Stocks ended modestly higher Wednesday as investors attempt to claw back losses from the biggest single-day decline in more than two years following a surprisingly strong reading of domestic inflation.
Wednesday's modest gains won't offset the declines from Tuesday's pummeling, however, which saw the S&P 500 slump 177.7 points, or 4.3%, and the Dow shed more than 1,200 points after Wall Street was caught off-guard by a hotter-than-expected August CPI reading.
Tech stocks were hit the hardest, with the Nasdaq Composite falling 5.16% to lop more than $500 billion from the benchmark's value.
A big jump in core consumer prices, which rose 0.6% in August and 6.3% on the year, was powered by rising pressures across a broad range of the products and services, suggesting inflation may be slowly imbedding itself into the world's biggest economy, making the Fed's task of slowing it even more difficult.
Market reaction to the data, which also showed a headline annual rate of 8.3% that topped Street forecasts, lifted benchmark 2-year Treasury note yields to a fresh fifteen year high of 3.801% in New York trading, while 10-year notes eased to 3.408%, putting the yield curve deeper into inversion as traders calculated the impact of lingering inflation on the economy's growth prospects.
Producer price inflation may have cemented that concern, with core factory gate prices rising by a faster-than-expected 7.3% last month, according to data published earlier today, offsetting a modest decline in the headline final demand reading.
The CME Group's FedWatch tool, a real-time tracker of market expectations for potential changes in the Fed's target interest rate, suggests at least a 28% chance of a 1 percentage point move when the central bank wraps-up its two-day policy meeting on September 21.
The bulk of the betting -- around 67% -- still suggests the Fed will deliver a 75 basis point hike, its third in succession, that would lift the Fed Funds rate to a range of between 3% and 3.25%.
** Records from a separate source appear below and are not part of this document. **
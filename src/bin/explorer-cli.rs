use clap::{Parser, Subcommand};
use serde_json::Value;

#[derive(Parser)]
#[command(name = "explorer-cli")]
#[command(about = "Query a running explorer proxy", long_about = None)]
struct Cli {
    #[arg(short, long, default_value = "http://localhost:5000")]
    url: String,

    #[command(subcommand)]
    command: Commands,
}

#[derive(Subcommand)]
enum Commands {
    /// Check proxy health
    Health,
    /// Look up a wallet address
    Wallet {
        address: String,
        /// Balance, contract check, recent transactions and tokens
        #[arg(long)]
        summary: bool,
    },
    /// Look up a transaction hash
    Tx {
        hash: String,
        /// Decoded values and receipt status
        #[arg(long)]
        details: bool,
    },
}

#[tokio::main]
async fn main() -> Result<(), Box<dyn std::error::Error>> {
    let cli = Cli::parse();
    let base = cli.url.trim_end_matches('/');

    let path = match &cli.command {
        Commands::Health => "/health".to_string(),
        Commands::Wallet { address, summary: false } => format!("/api/wallet/{}", address),
        Commands::Wallet { address, summary: true } => format!("/api/wallet/{}/summary", address),
        Commands::Tx { hash, details: false } => format!("/api/transaction/{}", hash),
        Commands::Tx { hash, details: true } => format!("/api/transaction/{}/details", hash),
    };

    let res = reqwest::Client::new()
        .get(format!("{}{}", base, path))
        .send()
        .await?;
    print_response(res).await
}

async fn print_response(res: reqwest::Response) -> Result<(), Box<dyn std::error::Error>> {
    let status = res.status();
    let text = res.text().await?;

    if !status.is_success() {
        eprintln!("Error: proxy returned status {}", status);
        match serde_json::from_str::<Value>(&text) {
            Ok(body) => {
                let code = body.get("code").and_then(Value::as_str).unwrap_or("unknown");
                let message = body.get("error").and_then(Value::as_str).unwrap_or(&text);
                eprintln!("{}: {}", code, message);
            }
            Err(_) => eprintln!("Response: {}", text),
        }
        std::process::exit(1);
    }

    let json: Value = serde_json::from_str(&text)?;
    println!("{}", serde_json::to_string_pretty(&json)?);
    Ok(())
}
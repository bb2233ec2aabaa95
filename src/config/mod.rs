//! Configuration management subsystem.
//!
//! # Data Flow
//! ```text
//! config file (TOML, optional)
//!     → loader.rs (parse & deserialize)
//!     → ProxyConfig::apply_env_overrides (ETHERSCAN_APIKEY, PORT)
//!     → validation.rs (semantic checks)
//!     → ProxyConfig (validated, immutable)
//!     → shared via Arc to all subsystems
//! ```
//!
//! # Design Decisions
//! - Config is immutable once loaded; changes require a restart
//! - All fields have defaults to allow minimal configs
//! - Validation separates syntactic (serde) from semantic checks

pub mod loader;
pub mod schema;
pub mod validation;

pub use loader::{load_config, resolve_config, ConfigError};
pub use schema::{
    CorsConfig, FrontendConfig, ListenerConfig, ObservabilityConfig, ProxyConfig,
    RateLimitConfig, TimeoutConfig, TokenConfig, UpstreamConfig,
};
pub use validation::{validate_config, ValidationError};
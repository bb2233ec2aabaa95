//! Etherscan upstream subsystem.
//!
//! # Data Flow
//! ```text
//! Handler (validated Address / TxHash)
//!     → client.rs (build query, attach chainid + apikey)
//!     → pacer.rs (wait for an outbound slot)
//!     → HTTP GET with timeout
//!     → types.rs (classify envelope: ok / rejected / malformed)
//! ```
//!
//! # Security Constraints
//! - API key ONLY from configuration or environment
//! - Never log the API key or the full upstream URL
//! - Every call has a timeout

pub mod client;
pub mod pacer;
pub mod types;

pub use client::EtherscanClient;
pub use types::{UpstreamError, UpstreamResult};
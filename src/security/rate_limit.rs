//! Per-client fixed window rate limiting.

use axum::{
    body::Body,
    extract::{ConnectInfo, State},
    http::Request,
    middleware::Next,
    response::{IntoResponse, Response},
};
use dashmap::DashMap;
use std::net::SocketAddr;
use std::sync::Arc;
use std::time::{Duration, Instant};
use tokio::sync::broadcast;

use crate::config::RateLimitConfig;
use crate::http::response::ApiError;
use crate::observability::metrics;

/// Header consulted when forwarded client addresses are trusted.
pub const X_FORWARDED_FOR: &str = "x-forwarded-for";

/// Request counter for one client in the current window.
#[derive(Debug, Clone, Copy)]
struct Window {
    started: Instant,
    count: u32,
}

/// Outcome of a rate limit check.
#[derive(Debug, Clone, Copy, PartialEq, Eq)]
pub enum Decision {
    Allowed { remaining: u32 },
    Limited { retry_after: Duration },
}

/// Shared state for the rate limiter.
#[derive(Debug)]
pub struct RateLimiterState {
    windows: DashMap<String, Window>,
    max_requests: u32,
    window: Duration,
    trust_forwarded_for: bool,
}

impl RateLimiterState {
    pub fn new(config: &RateLimitConfig) -> Self {
        Self {
            windows: DashMap::new(),
            max_requests: config.max_requests,
            window: Duration::from_secs(config.window_secs),
            trust_forwarded_for: config.trust_forwarded_for,
        }
    }

    /// Count one request for `key`.
    pub fn check(&self, key: &str) -> Decision {
        self.check_at(key, Instant::now())
    }

    fn check_at(&self, key: &str, now: Instant) -> Decision {
        let mut entry = self
            .windows
            .entry(key.to_string())
            .or_insert(Window { started: now, count: 0 });

        let elapsed = now.saturating_duration_since(entry.started);
        if elapsed >= self.window {
            *entry = Window { started: now, count: 0 };
        }

        if entry.count >= self.max_requests {
            let retry_after = self
                .window
                .saturating_sub(now.saturating_duration_since(entry.started));
            return Decision::Limited { retry_after };
        }

        entry.count += 1;
        Decision::Allowed {
            remaining: self.max_requests - entry.count,
        }
    }

    /// Drop windows that have expired. Returns how many were removed.
    pub fn prune(&self) -> usize {
        self.prune_at(Instant::now())
    }

    fn prune_at(&self, now: Instant) -> usize {
        let before = self.windows.len();
        self.windows
            .retain(|_, w| now.saturating_duration_since(w.started) < self.window);
        before.saturating_sub(self.windows.len())
    }

    /// Number of clients with a live window.
    pub fn tracked_clients(&self) -> usize {
        self.windows.len()
    }

    /// Window length.
    pub fn window(&self) -> Duration {
        self.window
    }

    /// Identify the client behind a request.
    pub fn client_key(&self, request: &Request<Body>) -> String {
        if self.trust_forwarded_for {
            let forwarded = request
                .headers()
                .get(X_FORWARDED_FOR)
                .and_then(|v| v.to_str().ok())
                .and_then(|v| v.split(',').next())
                .map(str::trim)
                .filter(|v| !v.is_empty());
            if let Some(client) = forwarded {
                return client.to_string();
            }
        }

        request
            .extensions()
            .get::<ConnectInfo<SocketAddr>>()
            .map(|ConnectInfo(addr)| addr.ip().to_string())
            .unwrap_or_else(|| "unknown".to_string())
    }
}

/// Middleware function for per-client rate limiting.
pub async fn rate_limit_middleware(
    State(state): State<Arc<RateLimiterState>>,
    request: Request<Body>,
    next: Next,
) -> Response {
    let key = state.client_key(&request);

    match state.check(&key) {
        Decision::Allowed { .. } => next.run(request).await,
        Decision::Limited { retry_after } => {
            tracing::warn!(client = %key, "Rate limit exceeded");
            metrics::record_rate_limited();
            // Round up so clients never retry inside the window.
            let secs = retry_after.as_secs() + u64::from(retry_after.subsec_nanos() > 0);
            ApiError::RateLimited {
                retry_after_secs: secs.max(1),
            }
            .into_response()
        }
    }
}

/// Periodically drop expired windows until shutdown.
pub async fn run_pruner(state: Arc<RateLimiterState>, mut shutdown: broadcast::Receiver<()>) {
    let mut ticker = tokio::time::interval(state.window());
    ticker.tick().await;

    loop {
        tokio::select! {
            _ = ticker.tick() => {
                let removed = state.prune();
                if removed > 0 {
                    tracing::debug!(
                        removed,
                        tracked = state.tracked_clients(),
                        "Pruned rate limit windows"
                    );
                }
            }
            _ = shutdown.recv() => {
                tracing::debug!("Rate limit pruner stopping");
                break;
            }
        }
    }
}
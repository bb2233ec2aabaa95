//! Error envelope and status mapping.
//!
//! Every failure leaves the proxy as
//! `{"error": "<message>", "code": "<machine code>", "status": <u16>}`.
//!
//! | class          | code                 | status |
//! |----------------|----------------------|--------|
//! | invalid input  | `invalid_address`    | 400    |
//! | invalid input  | `invalid_tx_hash`    | 400    |
//! | not found      | `not_found`          | 404    |
//! | rate limited   | `rate_limited`       | 429    |
//! | upstream       | `upstream_error`     | 502    |
//! | upstream       | `upstream_malformed` | 502    |
//! | upstream       | `upstream_rejected`  | 502    |
//! | upstream       | `upstream_timeout`   | 504    |

use axum::{
    http::{header, HeaderValue, StatusCode},
    response::{IntoResponse, Response},
    Json,
};
use serde::{Deserialize, Serialize};
use thiserror::Error;

use crate::etherscan::UpstreamError;

/// Errors surfaced to API clients.
#[derive(Debug, Error)]
pub enum ApiError {
    #[error("Invalid address format. Must be 42 characters starting with 0x.")]
    InvalidAddress,

    #[error("Invalid transaction hash. Must be 66 characters starting with 0x.")]
    InvalidTxHash,

    #[error("{0}")]
    NotFound(String),

    #[error("Rate limit exceeded. Try again in {retry_after_secs} seconds.")]
    RateLimited { retry_after_secs: u64 },

    #[error(transparent)]
    Upstream(#[from] UpstreamError),

    #[error("{0}")]
    Internal(String),
}

impl ApiError {
    /// HTTP status for this error.
    pub fn status(&self) -> StatusCode {
        match self {
            ApiError::InvalidAddress | ApiError::InvalidTxHash => StatusCode::BAD_REQUEST,
            ApiError::NotFound(_) => StatusCode::NOT_FOUND,
            ApiError::RateLimited { .. } => StatusCode::TOO_MANY_REQUESTS,
            ApiError::Upstream(UpstreamError::Timeout(_)) => StatusCode::GATEWAY_TIMEOUT,
            ApiError::Upstream(_) => StatusCode::BAD_GATEWAY,
            ApiError::Internal(_) => StatusCode::INTERNAL_SERVER_ERROR,
        }
    }

    /// Machine-readable error code.
    pub fn code(&self) -> &'static str {
        match self {
            ApiError::InvalidAddress => "invalid_address",
            ApiError::InvalidTxHash => "invalid_tx_hash",
            ApiError::NotFound(_) => "not_found",
            ApiError::RateLimited { .. } => "rate_limited",
            ApiError::Upstream(UpstreamError::Timeout(_)) => "upstream_timeout",
            ApiError::Upstream(UpstreamError::Malformed(_)) => "upstream_malformed",
            ApiError::Upstream(UpstreamError::Rejected(_)) => "upstream_rejected",
            ApiError::Upstream(_) => "upstream_error",
            ApiError::Internal(_) => "internal",
        }
    }
}

/// JSON body of every error response.
#[derive(Debug, Clone, Serialize, Deserialize, PartialEq, Eq)]
pub struct ErrorBody {
    pub error: String,
    pub code: String,
    pub status: u16,
}

impl IntoResponse for ApiError {
    fn into_response(self) -> Response {
        let status = self.status();
        let body = ErrorBody {
            error: self.to_string(),
            code: self.code().to_string(),
            status: status.as_u16(),
        };

        let mut response = (status, Json(body)).into_response();
        if let ApiError::RateLimited { retry_after_secs } = self {
            if let Ok(value) = HeaderValue::from_str(&retry_after_secs.to_string()) {
                response.headers_mut().insert(header::RETRY_AFTER, value);
            }
        }
        response
    }
}
//! Lifecycle management subsystem.
//!
//! # Data Flow
//! ```text
//! Signals (signals.rs):
//!     SIGTERM/SIGINT → Shutdown::trigger
//!
//! Shutdown (shutdown.rs):
//!     broadcast → HTTP server stops accepting, drains in-flight requests
//!              → rate limit pruner exits
//! ```

pub mod shutdown;
pub mod signals;

pub use shutdown::Shutdown;
pub use signals::wait_for_signal;
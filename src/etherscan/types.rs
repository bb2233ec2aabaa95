//! Upstream error definitions and payload envelope checks.
//!
//! Etherscan answers in two shapes:
//! - account/contract modules: `{"status": "1"|"0", "message": .., "result": ..}`
//! - proxy module (JSON-RPC): `{"jsonrpc": "2.0", "id": .., "result": ..}` or
//!   `{"jsonrpc": "2.0", "id": .., "error": {"code": .., "message": ..}}`
//!
//! Some failures (an invalid API key, for instance) come back in the first
//! shape even from the proxy module.

use serde_json::Value;
use thiserror::Error;

/// Errors that can occur while talking to Etherscan.
#[derive(Debug, Error, Clone, PartialEq, Eq)]
pub enum UpstreamError {
    /// The call did not complete within the configured timeout.
    #[error("upstream timed out after {0} seconds")]
    Timeout(u64),

    /// Connection or protocol failure.
    #[error("upstream request failed: {0}")]
    Transport(String),

    /// Non-success HTTP status.
    #[error("upstream returned HTTP {0}")]
    Status(u16),

    /// Body is not JSON or lacks the expected fields.
    #[error("upstream returned a malformed payload: {0}")]
    Malformed(String),

    /// Etherscan answered but reported an error.
    #[error("upstream rejected the request: {0}")]
    Rejected(String),
}

impl UpstreamError {
    /// Short label used for metrics.
    pub fn kind(&self) -> &'static str {
        match self {
            UpstreamError::Timeout(_) => "timeout",
            UpstreamError::Transport(_) => "transport",
            UpstreamError::Status(_) => "status",
            UpstreamError::Malformed(_) => "malformed",
            UpstreamError::Rejected(_) => "rejected",
        }
    }
}

/// Result type for upstream operations.
pub type UpstreamResult<T> = Result<T, UpstreamError>;

/// Check an account/contract module payload.
///
/// `status: "1"` passes. `status: "0"` with an empty array result is the
/// "No transactions found" answer and also passes. Anything else with
/// `status: "0"` is a rejection.
pub fn check_account_envelope(body: Value) -> UpstreamResult<Value> {
    let status = body
        .get("status")
        .and_then(Value::as_str)
        .ok_or_else(|| UpstreamError::Malformed("missing 'status' field".to_string()))?;

    match status {
        "1" => {
            if body.get("result").is_none() {
                return Err(UpstreamError::Malformed("missing 'result' field".to_string()));
            }
            Ok(body)
        }
        "0" => {
            if matches!(body.get("result"), Some(Value::Array(items)) if items.is_empty()) {
                return Ok(body);
            }
            Err(UpstreamError::Rejected(rejection_message(&body)))
        }
        other => Err(UpstreamError::Malformed(format!("unexpected status '{}'", other))),
    }
}

/// Check a proxy module (JSON-RPC) payload.
///
/// A `null` result is allowed here; callers decide whether that means
/// "not found" or "pending".
pub fn check_rpc_envelope(body: Value) -> UpstreamResult<Value> {
    if let Some(error) = body.get("error") {
        let message = error
            .get("message")
            .and_then(Value::as_str)
            .unwrap_or("unknown JSON-RPC error");
        return Err(UpstreamError::Rejected(message.to_string()));
    }

    if body.get("status").and_then(Value::as_str) == Some("0") {
        return Err(UpstreamError::Rejected(rejection_message(&body)));
    }

    match body.get("result") {
        Some(Value::Null) | Some(Value::Object(_)) => Ok(body),
        Some(_) => Err(UpstreamError::Malformed("'result' is not an object".to_string())),
        None => Err(UpstreamError::Malformed("missing 'result' field".to_string())),
    }
}

/// Build a readable message from a `status: "0"` payload.
fn rejection_message(body: &Value) -> String {
    let message = body
        .get("message")
        .and_then(Value::as_str)
        .unwrap_or("NOTOK");
    match body.get("result").and_then(Value::as_str) {
        Some(detail) if !detail.is_empty() => format!("{}: {}", message, detail),
        _ => message.to_string(),
    }
}

#[cfg(test)]
mod tests {
    use super::*;
    use serde_json::json;

    #[test]
    fn test_account_envelope_ok() {
        let body = json!({"status": "1", "message": "OK", "result": "1000"});
        assert_eq!(check_account_envelope(body.clone()).unwrap(), body);
    }

    #[test]
    fn test_account_envelope_empty_list_is_ok() {
        let body = json!({"status": "0", "message": "No transactions found", "result": []});
        assert!(check_account_envelope(body).is_ok());
    }

    #[test]
    fn test_account_envelope_rejection() {
        let body = json!({"status": "0", "message": "NOTOK", "result": "Invalid API Key"});
        assert_eq!(
            check_account_envelope(body).unwrap_err(),
            UpstreamError::Rejected("NOTOK: Invalid API Key".to_string())
        );
    }

    #[test]
    fn test_account_envelope_malformed() {
        let err = check_account_envelope(json!({"result": "1"})).unwrap_err();
        assert_eq!(err.kind(), "malformed");

        let err = check_account_envelope(json!({"status": "1"})).unwrap_err();
        assert_eq!(err.kind(), "malformed");
    }

    #[test]
    fn test_rpc_envelope() {
        let found = json!({"jsonrpc": "2.0", "id": 1, "result": {"hash": "0xab"}});
        assert!(check_rpc_envelope(found).is_ok());

        let missing = json!({"jsonrpc": "2.0", "id": 1, "result": null});
        assert!(check_rpc_envelope(missing).is_ok());

        let error = json!({"jsonrpc": "2.0", "id": 1, "error": {"code": -32602, "message": "invalid argument"}});
        assert_eq!(
            check_rpc_envelope(error).unwrap_err(),
            UpstreamError::Rejected("invalid argument".to_string())
        );

        let key = json!({"status": "0", "message": "NOTOK", "result": "Missing/Invalid API Key"});
        assert_eq!(check_rpc_envelope(key).unwrap_err().kind(), "rejected");

        let odd = json!({"jsonrpc": "2.0", "id": 1, "result": "0x1"});
        assert_eq!(check_rpc_envelope(odd).unwrap_err().kind(), "malformed");
    }

    #[test]
    fn test_error_display() {
        assert_eq!(
            UpstreamError::Timeout(10).to_string(),
            "upstream timed out after 10 seconds"
        );
        assert_eq!(UpstreamError::Status(503).to_string(), "upstream returned HTTP 503");
    }
}
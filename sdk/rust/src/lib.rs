//! Client for the explorer proxy HTTP API.

mod client;

pub use client::{ErrorEnvelope, ExplorerClient, SdkError};
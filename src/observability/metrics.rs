//! Metrics collection and exposition.
//!
//! # Metrics
//! - `explorer_requests_total` (counter): requests by endpoint, status
//! - `explorer_request_duration_seconds` (histogram): handler latency
//! - `explorer_upstream_calls_total` (counter): Etherscan calls by action, outcome
//! - `explorer_upstream_duration_seconds` (histogram): Etherscan latency by action
//! - `explorer_rate_limited_total` (counter): rejected client requests
//!
//! Without an installed recorder the macros are no-ops, so handlers record
//! unconditionally.

use metrics::{counter, histogram};
use metrics_exporter_prometheus::PrometheusBuilder;
use std::net::SocketAddr;
use std::time::Instant;

/// Install the Prometheus recorder and its scrape listener.
///
/// Must be called from within the Tokio runtime.
pub fn init_metrics(addr: SocketAddr) {
    match PrometheusBuilder::new().with_http_listener(addr).install() {
        Ok(()) => tracing::info!(address = %addr, "Metrics endpoint listening"),
        Err(e) => tracing::error!(error = %e, "Failed to install metrics exporter"),
    }
}

/// Record a completed client request.
pub fn record_request(endpoint: &str, status: u16, start: Instant) {
    counter!(
        "explorer_requests_total",
        "endpoint" => endpoint.to_string(),
        "status" => status.to_string()
    )
    .increment(1);
    histogram!("explorer_request_duration_seconds", "endpoint" => endpoint.to_string())
        .record(start.elapsed().as_secs_f64());
}

/// Record one outbound Etherscan call.
pub fn record_upstream_call(action: &str, outcome: &str, start: Instant) {
    counter!(
        "explorer_upstream_calls_total",
        "action" => action.to_string(),
        "outcome" => outcome.to_string()
    )
    .increment(1);
    histogram!("explorer_upstream_duration_seconds", "action" => action.to_string())
        .record(start.elapsed().as_secs_f64());
}

/// Record a request rejected by the rate limiter.
pub fn record_rate_limited() {
    counter!("explorer_rate_limited_total").increment(1);
}
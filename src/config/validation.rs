//! Configuration validation.
//!
//! Serde handles syntax; this module checks values make sense together.
//! All problems are collected rather than stopping at the first.

use std::net::SocketAddr;
use std::str::FromStr;

use alloy::primitives::Address;
use axum::http::HeaderValue;
use thiserror::Error;

use crate::config::schema::ProxyConfig;

/// A single semantic problem in the configuration.
#[derive(Debug, Clone, PartialEq, Eq, Error)]
pub enum ValidationError {
    #[error("listener.bind_address '{0}' is not a socket address")]
    BindAddress(String),

    #[error("upstream.base_url '{0}' is not an http(s) URL")]
    UpstreamUrl(String),

    #[error("upstream.{0} must be greater than zero")]
    Zero(&'static str),

    #[error("upstream.recent_tx_limit {0} exceeds 100")]
    TxLimit(u32),

    #[error("token '{symbol}' has invalid address '{address}'")]
    TokenAddress { symbol: String, address: String },

    #[error("token '{symbol}' decimals {decimals} exceeds 77")]
    TokenDecimals { symbol: String, decimals: u8 },

    #[error("rate_limit.{0} must be greater than zero")]
    RateLimit(&'static str),

    #[error("cors origin '{0}' is not a valid origin")]
    CorsOrigin(String),

    #[error("timeouts.request_secs must be greater than zero")]
    RequestTimeout,

    #[error("observability.metrics_address '{0}' is not a socket address")]
    MetricsAddress(String),
}

/// Validate a parsed configuration.
pub fn validate_config(config: &ProxyConfig) -> Result<(), Vec<ValidationError>> {
    let mut errors = Vec::new();

    if config.listener.bind_address.parse::<SocketAddr>().is_err() {
        errors.push(ValidationError::BindAddress(config.listener.bind_address.clone()));
    }

    match url::Url::parse(&config.upstream.base_url) {
        Ok(u) if u.scheme() == "http" || u.scheme() == "https" => {}
        _ => errors.push(ValidationError::UpstreamUrl(config.upstream.base_url.clone())),
    }

    if config.upstream.chain_id == 0 {
        errors.push(ValidationError::Zero("chain_id"));
    }
    if config.upstream.timeout_secs == 0 {
        errors.push(ValidationError::Zero("timeout_secs"));
    }
    if config.upstream.recent_tx_limit == 0 {
        errors.push(ValidationError::Zero("recent_tx_limit"));
    } else if config.upstream.recent_tx_limit > 100 {
        errors.push(ValidationError::TxLimit(config.upstream.recent_tx_limit));
    }

    for token in &config.upstream.tokens {
        if !token.address.starts_with("0x") || Address::from_str(&token.address).is_err() {
            errors.push(ValidationError::TokenAddress {
                symbol: token.symbol.clone(),
                address: token.address.clone(),
            });
        }
        // 10^78 overflows U256
        if token.decimals > 77 {
            errors.push(ValidationError::TokenDecimals {
                symbol: token.symbol.clone(),
                decimals: token.decimals,
            });
        }
    }

    if config.rate_limit.enabled {
        if config.rate_limit.max_requests == 0 {
            errors.push(ValidationError::RateLimit("max_requests"));
        }
        if config.rate_limit.window_secs == 0 {
            errors.push(ValidationError::RateLimit("window_secs"));
        }
    }

    for origin in &config.cors.allowed_origins {
        if origin == "*" {
            continue;
        }
        let parsed = url::Url::parse(origin).ok();
        let has_host = parsed.as_ref().and_then(|u| u.host_str()).is_some();
        if !has_host || HeaderValue::from_str(origin).is_err() {
            errors.push(ValidationError::CorsOrigin(origin.clone()));
        }
    }

    if config.timeouts.request_secs == 0 {
        errors.push(ValidationError::RequestTimeout);
    }

    if config.observability.metrics_enabled
        && config.observability.metrics_address.parse::<SocketAddr>().is_err()
    {
        errors.push(ValidationError::MetricsAddress(
            config.observability.metrics_address.clone(),
        ));
    }

    if errors.is_empty() {
        Ok(())
    } else {
        Err(errors)
    }
}
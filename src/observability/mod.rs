//! Observability subsystem.
//!
//! # Data Flow
//! ```text
//! All subsystems produce:
//!     → logging.rs (structured log events via tracing)
//!     → metrics.rs (counters, histograms)
//!
//! Consumers:
//!     → stdout (fmt layer)
//!     → Metrics endpoint (Prometheus scrape, optional)
//! ```
//!
//! # Design Decisions
//! - Request ID (x-request-id) is attached to every HTTP span
//! - The upstream API key never appears in logs

pub mod logging;
pub mod metrics;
The emergence of at least the potential for a bigger hike, the largest since December of 1980, suggests may fear an overreaction from the Fed based on Tuesday's surprisingly fast reading for both core and headline inflation. It's also lifted bets on a Fed Funds rate of around 4.25% by the end of the year, well ahead of the 3.75% to 4% forecast prior to the inflation release.
The dollar index, which tracks the greenback against a basket of six global currencies, surged more than 1.1% in the wake of the data release, but was blunted in overnight trading by reports that Japan is preparing to intervene in currency markets in order to prop-up a weakened yen, which is trading at four-decade lows.
The dollar index was marked 0.11% lower in the overnight session at 109.693, while the euro slipped below parity to 0.9984.
European stocks, which absorbed most of Tuesday's losses in the afternoon session, were marked 0.86% lower by the close of Frankfurt trading, following on from a 2.8% decline for the Nikkei 225 in Tokyo and a 2.17% slump for the region-wide MSCI ex-Japan index.
On Wall Street, the S&P 500 ended 0.34% higher, while the Dow Jones Industrial Average rose 30 points, or 0.10%, to 31,135. The tech-focused Nasdaq nudged 0.74% to the upside.
In terms of individual stocks, Starbucks (SBUX) rose 5.5% after the world's biggest coffee chain boosted its near-term earnings growth forecast.
Johnson & Johnson (JNJ) shares gained 2.1% after the healthcare and pharmaceutical group unveiled a new $5 billion share buyback program and reaffirmed its full-year profit targets.
Railway shares, including CSX Corp. (CSX), Norfolk Southern (NSC) and Union Pacific (UNP) finished lower ahead of a meeting between company executives and Labor Secretary Marty Walsh aimed at preventing a potentially network-crippling strike, the first in three decades, scheduled for later this week.